▶ **Your objective**
Across these entries, report how many lines include the string "WorkerBuilder", with nothing but the number.

▶ **The records**

= Beginning of Section =

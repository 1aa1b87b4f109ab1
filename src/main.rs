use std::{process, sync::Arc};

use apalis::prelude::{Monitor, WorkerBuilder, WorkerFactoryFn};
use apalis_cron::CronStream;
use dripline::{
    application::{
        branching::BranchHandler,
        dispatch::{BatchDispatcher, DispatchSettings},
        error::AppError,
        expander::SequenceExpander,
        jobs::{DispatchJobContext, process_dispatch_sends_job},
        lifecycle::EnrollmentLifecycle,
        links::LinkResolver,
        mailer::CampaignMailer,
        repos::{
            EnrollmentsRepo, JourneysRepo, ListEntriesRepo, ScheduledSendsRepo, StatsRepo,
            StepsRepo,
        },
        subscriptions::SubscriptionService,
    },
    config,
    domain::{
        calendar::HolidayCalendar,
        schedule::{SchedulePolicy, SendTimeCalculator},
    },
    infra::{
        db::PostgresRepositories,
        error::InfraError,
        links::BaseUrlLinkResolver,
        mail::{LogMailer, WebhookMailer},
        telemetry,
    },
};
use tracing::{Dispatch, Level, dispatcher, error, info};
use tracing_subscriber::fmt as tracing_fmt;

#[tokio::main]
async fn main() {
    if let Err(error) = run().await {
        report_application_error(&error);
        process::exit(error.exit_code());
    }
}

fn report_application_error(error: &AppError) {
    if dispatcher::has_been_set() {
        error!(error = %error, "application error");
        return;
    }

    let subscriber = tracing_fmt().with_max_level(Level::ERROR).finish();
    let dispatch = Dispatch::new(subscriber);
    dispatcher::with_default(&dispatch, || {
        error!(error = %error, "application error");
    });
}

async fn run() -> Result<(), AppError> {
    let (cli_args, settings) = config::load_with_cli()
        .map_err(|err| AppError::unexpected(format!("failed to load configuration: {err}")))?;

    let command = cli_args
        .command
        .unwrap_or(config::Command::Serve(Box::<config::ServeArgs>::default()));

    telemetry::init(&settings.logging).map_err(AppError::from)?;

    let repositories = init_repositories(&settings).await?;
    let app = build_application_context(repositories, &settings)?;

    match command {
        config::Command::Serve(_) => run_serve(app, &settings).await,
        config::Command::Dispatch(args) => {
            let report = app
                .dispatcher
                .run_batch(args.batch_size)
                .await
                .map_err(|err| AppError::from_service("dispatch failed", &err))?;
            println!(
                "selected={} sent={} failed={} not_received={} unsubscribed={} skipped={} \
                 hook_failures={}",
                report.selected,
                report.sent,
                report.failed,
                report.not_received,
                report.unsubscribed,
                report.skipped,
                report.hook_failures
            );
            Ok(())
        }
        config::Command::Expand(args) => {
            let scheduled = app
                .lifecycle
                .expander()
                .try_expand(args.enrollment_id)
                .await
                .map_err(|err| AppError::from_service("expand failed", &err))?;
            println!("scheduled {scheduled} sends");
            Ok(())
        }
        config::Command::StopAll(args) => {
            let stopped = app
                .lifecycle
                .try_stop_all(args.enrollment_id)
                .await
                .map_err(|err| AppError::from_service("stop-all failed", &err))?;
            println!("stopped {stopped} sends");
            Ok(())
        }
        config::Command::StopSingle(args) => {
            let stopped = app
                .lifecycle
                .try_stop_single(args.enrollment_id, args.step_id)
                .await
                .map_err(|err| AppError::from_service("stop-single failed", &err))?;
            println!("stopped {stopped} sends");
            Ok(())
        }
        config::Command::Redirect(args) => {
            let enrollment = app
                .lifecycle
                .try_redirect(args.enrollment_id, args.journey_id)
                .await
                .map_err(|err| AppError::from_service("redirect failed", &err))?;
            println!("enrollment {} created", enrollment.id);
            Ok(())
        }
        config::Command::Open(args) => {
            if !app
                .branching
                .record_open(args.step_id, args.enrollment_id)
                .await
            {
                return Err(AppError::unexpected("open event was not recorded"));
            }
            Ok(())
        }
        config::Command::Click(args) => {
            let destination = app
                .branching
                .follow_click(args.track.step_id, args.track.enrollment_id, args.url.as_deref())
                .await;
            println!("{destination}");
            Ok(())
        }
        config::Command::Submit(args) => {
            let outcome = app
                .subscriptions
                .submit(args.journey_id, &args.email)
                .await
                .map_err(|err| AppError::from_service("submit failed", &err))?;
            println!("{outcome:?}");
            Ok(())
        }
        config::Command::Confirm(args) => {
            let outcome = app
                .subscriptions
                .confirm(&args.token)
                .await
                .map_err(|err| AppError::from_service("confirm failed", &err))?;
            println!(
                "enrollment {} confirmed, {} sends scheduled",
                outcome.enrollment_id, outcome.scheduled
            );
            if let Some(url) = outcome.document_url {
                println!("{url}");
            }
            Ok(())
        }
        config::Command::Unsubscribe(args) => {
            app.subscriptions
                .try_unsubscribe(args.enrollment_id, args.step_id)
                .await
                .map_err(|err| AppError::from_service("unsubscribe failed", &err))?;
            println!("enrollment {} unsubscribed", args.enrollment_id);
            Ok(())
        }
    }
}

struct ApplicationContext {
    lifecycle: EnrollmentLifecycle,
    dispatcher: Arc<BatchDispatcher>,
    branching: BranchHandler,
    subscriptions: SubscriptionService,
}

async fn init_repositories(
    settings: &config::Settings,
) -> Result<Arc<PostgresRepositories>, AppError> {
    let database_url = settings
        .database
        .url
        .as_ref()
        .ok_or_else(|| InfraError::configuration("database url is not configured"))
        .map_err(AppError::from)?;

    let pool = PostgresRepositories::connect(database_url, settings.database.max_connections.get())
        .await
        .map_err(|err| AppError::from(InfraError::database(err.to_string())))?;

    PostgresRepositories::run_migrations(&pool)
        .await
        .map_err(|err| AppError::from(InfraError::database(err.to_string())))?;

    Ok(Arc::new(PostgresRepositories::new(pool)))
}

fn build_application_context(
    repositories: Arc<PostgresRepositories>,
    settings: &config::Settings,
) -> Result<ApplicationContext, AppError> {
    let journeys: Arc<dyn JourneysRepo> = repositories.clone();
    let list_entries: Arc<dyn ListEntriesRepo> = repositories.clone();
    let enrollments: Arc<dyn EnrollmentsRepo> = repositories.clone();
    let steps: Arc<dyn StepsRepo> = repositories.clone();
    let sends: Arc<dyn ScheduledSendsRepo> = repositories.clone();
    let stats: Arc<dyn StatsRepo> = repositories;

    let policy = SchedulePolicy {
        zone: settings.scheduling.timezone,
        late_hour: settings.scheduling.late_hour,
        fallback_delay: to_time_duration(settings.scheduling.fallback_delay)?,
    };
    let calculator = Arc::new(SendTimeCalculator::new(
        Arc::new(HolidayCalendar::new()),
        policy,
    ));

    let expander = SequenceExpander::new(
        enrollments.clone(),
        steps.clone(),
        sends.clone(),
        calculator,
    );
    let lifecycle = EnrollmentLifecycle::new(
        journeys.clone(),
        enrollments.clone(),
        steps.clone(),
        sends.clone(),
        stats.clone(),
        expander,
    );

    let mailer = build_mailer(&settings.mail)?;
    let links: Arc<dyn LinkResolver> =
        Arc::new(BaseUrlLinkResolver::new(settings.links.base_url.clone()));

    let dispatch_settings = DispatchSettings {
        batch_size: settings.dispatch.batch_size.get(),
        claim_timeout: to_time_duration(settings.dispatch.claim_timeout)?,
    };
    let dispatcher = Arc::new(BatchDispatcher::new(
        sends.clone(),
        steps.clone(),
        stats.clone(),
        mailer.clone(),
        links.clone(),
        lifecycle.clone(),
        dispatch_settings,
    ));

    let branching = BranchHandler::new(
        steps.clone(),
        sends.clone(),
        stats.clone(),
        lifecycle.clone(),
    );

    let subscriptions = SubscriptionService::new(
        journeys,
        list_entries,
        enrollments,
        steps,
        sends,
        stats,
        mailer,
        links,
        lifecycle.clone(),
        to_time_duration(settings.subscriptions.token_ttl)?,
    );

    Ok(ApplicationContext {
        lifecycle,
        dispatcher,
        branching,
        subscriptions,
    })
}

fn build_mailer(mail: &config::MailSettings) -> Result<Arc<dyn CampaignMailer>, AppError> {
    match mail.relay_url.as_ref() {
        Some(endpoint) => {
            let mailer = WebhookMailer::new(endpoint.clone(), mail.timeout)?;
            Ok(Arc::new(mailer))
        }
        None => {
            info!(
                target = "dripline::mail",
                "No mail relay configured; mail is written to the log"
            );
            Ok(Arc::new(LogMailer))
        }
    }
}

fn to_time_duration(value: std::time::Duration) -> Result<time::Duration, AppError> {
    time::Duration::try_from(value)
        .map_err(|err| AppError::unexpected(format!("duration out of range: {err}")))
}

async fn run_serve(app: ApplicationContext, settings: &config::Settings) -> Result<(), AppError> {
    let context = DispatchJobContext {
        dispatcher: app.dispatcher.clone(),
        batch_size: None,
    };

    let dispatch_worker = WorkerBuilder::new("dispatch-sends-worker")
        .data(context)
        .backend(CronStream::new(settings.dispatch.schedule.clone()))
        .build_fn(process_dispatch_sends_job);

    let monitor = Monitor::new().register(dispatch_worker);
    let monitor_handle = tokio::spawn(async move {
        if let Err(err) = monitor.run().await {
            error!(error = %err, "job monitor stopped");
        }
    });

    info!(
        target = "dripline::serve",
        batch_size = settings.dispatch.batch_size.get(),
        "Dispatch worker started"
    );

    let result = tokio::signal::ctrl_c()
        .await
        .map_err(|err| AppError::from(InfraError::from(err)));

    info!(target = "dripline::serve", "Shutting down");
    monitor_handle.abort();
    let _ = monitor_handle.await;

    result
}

= End of Section =
= Beginning of Section =

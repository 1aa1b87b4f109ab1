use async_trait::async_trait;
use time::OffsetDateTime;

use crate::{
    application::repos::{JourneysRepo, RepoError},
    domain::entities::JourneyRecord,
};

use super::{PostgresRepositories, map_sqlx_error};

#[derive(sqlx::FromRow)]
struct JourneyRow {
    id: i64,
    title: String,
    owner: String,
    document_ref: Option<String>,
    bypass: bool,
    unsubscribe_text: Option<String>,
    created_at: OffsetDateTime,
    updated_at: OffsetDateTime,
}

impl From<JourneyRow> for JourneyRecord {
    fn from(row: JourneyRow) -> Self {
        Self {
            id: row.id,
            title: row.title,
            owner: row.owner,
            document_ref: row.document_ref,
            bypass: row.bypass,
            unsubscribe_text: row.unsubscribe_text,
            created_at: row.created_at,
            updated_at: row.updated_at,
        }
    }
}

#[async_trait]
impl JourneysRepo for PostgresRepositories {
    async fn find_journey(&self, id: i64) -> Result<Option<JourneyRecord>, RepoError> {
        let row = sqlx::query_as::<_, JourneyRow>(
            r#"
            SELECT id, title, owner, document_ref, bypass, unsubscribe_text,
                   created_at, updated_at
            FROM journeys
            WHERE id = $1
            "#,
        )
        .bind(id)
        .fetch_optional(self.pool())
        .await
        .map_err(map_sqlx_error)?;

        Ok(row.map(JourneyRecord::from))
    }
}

= End of Section =

▶ **Output for this exercise**
2